Segment Start: INPUT DATA

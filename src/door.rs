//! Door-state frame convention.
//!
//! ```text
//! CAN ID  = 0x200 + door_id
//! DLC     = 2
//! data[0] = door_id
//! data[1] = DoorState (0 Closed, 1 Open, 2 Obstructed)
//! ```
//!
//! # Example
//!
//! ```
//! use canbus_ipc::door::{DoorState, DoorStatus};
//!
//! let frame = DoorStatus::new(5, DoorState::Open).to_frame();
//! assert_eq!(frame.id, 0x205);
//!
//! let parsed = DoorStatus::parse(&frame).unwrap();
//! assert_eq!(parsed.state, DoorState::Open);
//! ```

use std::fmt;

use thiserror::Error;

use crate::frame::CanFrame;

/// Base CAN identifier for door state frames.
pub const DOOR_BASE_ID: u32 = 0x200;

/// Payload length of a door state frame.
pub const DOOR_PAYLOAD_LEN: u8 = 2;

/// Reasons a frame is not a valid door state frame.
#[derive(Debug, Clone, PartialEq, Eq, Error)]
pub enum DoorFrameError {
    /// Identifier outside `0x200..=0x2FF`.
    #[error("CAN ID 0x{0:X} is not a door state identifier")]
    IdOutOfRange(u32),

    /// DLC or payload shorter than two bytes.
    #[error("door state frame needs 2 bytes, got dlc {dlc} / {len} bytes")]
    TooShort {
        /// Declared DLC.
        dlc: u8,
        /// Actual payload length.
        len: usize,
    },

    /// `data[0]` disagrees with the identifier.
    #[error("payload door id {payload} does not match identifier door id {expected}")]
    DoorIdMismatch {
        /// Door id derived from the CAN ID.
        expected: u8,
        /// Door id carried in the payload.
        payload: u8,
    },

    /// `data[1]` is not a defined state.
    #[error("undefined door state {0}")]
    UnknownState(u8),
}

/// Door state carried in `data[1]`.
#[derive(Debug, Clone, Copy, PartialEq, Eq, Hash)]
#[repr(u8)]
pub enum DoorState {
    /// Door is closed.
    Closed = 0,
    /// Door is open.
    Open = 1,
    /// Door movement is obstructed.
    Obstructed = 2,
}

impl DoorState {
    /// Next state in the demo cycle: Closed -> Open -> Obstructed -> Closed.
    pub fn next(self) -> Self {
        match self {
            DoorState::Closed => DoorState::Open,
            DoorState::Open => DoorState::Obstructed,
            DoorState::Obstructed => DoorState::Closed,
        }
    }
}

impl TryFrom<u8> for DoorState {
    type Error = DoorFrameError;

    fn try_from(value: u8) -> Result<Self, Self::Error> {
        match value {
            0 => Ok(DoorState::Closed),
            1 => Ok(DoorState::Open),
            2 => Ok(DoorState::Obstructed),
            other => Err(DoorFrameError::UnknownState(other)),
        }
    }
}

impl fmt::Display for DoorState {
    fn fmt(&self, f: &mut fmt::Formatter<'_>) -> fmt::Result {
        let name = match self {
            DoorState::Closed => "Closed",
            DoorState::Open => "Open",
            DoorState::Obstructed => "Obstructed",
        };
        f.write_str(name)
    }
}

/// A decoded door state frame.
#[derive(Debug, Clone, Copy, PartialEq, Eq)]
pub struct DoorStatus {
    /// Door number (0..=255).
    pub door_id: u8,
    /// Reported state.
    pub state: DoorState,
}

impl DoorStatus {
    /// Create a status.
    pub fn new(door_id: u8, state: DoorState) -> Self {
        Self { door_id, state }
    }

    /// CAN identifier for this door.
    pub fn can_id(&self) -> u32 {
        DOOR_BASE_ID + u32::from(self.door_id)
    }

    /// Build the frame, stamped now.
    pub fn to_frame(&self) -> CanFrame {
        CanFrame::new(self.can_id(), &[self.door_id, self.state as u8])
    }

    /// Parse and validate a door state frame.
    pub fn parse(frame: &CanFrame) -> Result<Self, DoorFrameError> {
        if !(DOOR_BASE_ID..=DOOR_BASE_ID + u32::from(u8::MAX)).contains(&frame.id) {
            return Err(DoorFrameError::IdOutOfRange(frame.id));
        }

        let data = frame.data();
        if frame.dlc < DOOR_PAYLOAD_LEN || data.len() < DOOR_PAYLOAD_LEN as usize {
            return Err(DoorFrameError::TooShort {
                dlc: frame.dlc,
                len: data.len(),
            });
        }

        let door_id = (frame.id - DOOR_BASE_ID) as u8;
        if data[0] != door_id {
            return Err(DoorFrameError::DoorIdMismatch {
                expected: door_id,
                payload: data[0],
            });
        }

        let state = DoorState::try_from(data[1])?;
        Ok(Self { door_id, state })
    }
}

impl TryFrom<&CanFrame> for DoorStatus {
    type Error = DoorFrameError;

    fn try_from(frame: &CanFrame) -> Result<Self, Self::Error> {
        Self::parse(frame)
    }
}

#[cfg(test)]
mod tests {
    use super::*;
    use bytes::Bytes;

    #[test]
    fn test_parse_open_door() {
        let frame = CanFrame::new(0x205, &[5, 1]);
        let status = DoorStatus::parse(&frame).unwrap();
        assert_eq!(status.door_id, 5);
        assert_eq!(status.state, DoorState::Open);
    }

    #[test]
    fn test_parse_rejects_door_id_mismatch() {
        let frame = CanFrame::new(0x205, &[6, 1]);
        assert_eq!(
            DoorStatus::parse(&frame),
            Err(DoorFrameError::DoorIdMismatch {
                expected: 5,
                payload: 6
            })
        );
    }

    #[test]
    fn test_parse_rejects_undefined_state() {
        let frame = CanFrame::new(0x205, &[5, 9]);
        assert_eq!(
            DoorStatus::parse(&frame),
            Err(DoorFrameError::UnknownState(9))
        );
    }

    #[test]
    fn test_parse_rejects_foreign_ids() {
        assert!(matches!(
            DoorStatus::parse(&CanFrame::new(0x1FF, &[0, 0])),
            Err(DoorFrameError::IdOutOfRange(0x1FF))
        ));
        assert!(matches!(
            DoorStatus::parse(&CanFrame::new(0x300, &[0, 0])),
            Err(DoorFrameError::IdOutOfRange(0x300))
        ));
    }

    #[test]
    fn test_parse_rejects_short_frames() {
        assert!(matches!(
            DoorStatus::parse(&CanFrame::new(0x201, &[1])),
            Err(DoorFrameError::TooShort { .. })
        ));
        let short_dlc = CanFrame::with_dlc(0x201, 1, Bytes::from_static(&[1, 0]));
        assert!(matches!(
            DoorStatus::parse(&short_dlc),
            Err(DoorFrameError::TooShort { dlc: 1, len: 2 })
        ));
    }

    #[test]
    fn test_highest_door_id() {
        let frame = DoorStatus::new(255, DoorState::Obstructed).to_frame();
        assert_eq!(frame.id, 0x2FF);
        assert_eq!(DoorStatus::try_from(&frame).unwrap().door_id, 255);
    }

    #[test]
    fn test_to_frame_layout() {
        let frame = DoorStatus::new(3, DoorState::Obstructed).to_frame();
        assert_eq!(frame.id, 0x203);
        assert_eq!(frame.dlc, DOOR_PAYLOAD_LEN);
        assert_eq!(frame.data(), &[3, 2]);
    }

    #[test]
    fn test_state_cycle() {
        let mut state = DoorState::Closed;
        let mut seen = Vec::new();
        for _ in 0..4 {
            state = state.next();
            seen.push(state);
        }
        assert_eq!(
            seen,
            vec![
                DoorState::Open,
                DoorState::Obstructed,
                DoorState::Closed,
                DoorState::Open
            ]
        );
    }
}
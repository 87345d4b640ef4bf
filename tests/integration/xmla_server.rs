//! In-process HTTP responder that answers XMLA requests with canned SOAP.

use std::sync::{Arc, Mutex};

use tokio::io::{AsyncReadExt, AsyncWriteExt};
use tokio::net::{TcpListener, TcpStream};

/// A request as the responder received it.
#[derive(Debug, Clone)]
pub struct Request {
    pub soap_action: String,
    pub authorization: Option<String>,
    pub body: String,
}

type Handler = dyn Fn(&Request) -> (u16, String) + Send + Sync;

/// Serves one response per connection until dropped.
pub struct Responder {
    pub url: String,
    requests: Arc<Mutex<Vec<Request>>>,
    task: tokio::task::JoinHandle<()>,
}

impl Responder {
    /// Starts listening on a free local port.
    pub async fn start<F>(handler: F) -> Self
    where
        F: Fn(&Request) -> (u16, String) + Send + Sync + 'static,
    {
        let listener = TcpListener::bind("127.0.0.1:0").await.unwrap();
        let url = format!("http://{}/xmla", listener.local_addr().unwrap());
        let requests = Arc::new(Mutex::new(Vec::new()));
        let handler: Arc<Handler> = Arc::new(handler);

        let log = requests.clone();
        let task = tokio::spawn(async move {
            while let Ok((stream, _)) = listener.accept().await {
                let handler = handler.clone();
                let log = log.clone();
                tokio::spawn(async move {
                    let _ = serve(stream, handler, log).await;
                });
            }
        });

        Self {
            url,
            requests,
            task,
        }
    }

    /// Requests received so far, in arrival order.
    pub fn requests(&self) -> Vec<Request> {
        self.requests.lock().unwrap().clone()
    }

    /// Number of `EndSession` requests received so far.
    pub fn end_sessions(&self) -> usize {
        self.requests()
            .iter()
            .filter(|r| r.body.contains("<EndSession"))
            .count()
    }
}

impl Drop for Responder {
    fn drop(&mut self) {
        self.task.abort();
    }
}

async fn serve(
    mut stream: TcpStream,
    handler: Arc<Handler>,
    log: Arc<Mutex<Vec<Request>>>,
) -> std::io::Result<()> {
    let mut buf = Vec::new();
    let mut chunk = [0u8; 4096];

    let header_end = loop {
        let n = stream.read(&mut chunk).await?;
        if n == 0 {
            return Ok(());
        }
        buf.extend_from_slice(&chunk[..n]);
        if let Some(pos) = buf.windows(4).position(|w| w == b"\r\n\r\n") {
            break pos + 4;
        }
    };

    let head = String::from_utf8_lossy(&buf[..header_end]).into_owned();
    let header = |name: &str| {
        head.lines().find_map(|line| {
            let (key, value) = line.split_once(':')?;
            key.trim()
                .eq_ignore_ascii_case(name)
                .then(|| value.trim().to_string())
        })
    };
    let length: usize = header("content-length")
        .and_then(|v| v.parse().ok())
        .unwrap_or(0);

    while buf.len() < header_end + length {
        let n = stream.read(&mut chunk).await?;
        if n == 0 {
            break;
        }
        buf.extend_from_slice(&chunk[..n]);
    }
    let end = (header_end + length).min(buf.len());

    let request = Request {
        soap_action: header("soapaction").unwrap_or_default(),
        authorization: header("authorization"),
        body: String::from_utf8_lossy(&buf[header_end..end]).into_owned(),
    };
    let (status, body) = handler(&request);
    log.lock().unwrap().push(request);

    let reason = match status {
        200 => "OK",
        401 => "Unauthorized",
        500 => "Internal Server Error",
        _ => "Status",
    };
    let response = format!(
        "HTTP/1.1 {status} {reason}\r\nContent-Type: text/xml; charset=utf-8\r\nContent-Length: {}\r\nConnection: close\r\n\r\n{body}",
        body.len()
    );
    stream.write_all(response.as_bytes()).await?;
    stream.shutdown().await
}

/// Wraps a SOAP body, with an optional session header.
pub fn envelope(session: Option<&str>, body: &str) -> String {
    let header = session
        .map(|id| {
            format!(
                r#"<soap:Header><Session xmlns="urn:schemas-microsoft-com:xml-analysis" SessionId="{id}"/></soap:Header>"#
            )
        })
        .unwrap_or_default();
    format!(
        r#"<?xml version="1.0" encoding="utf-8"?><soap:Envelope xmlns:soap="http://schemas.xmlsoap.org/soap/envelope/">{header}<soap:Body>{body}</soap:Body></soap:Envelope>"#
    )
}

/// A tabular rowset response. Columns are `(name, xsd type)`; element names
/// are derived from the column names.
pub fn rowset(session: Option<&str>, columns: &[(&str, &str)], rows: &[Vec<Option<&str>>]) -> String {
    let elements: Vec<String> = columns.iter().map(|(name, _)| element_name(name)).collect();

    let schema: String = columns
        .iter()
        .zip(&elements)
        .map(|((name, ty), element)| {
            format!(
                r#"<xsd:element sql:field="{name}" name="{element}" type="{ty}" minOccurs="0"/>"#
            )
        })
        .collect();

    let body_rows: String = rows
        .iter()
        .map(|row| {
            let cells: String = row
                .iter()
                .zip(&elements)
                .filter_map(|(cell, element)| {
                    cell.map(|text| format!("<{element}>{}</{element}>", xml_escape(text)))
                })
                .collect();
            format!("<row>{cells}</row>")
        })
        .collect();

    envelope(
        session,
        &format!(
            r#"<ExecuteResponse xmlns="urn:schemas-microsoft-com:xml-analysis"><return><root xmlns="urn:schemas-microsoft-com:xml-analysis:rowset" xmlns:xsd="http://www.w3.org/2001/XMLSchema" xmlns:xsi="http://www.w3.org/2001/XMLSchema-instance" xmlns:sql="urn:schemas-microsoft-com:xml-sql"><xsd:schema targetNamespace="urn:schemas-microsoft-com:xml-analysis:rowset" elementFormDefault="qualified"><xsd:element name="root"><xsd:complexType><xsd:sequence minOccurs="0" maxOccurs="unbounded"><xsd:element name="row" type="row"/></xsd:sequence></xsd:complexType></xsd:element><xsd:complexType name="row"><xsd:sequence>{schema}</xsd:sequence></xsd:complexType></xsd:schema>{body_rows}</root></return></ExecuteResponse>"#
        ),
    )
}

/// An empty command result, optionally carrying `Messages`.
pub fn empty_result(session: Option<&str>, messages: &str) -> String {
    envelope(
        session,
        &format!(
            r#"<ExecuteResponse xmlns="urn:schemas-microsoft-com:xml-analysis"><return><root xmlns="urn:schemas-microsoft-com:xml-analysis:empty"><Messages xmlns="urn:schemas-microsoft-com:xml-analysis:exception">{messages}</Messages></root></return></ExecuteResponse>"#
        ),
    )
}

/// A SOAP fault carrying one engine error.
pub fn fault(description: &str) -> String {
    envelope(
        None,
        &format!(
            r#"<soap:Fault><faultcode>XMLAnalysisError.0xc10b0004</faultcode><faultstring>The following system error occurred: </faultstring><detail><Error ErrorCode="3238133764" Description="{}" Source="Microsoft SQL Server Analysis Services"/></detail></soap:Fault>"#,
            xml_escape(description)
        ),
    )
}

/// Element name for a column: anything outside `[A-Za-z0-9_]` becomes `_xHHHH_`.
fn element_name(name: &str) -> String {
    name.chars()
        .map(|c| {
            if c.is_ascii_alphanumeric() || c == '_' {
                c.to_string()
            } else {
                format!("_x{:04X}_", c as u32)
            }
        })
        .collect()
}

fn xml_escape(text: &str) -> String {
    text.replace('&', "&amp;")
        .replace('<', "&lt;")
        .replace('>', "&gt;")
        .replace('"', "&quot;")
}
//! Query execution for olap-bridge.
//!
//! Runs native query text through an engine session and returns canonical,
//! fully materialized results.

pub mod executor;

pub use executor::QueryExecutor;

Segment End: INPUT DATA

TASK ITEM:
How many lines of the material above hold "Mutex"? Answer with that number alone.

WRITTEN SOLUTION:
4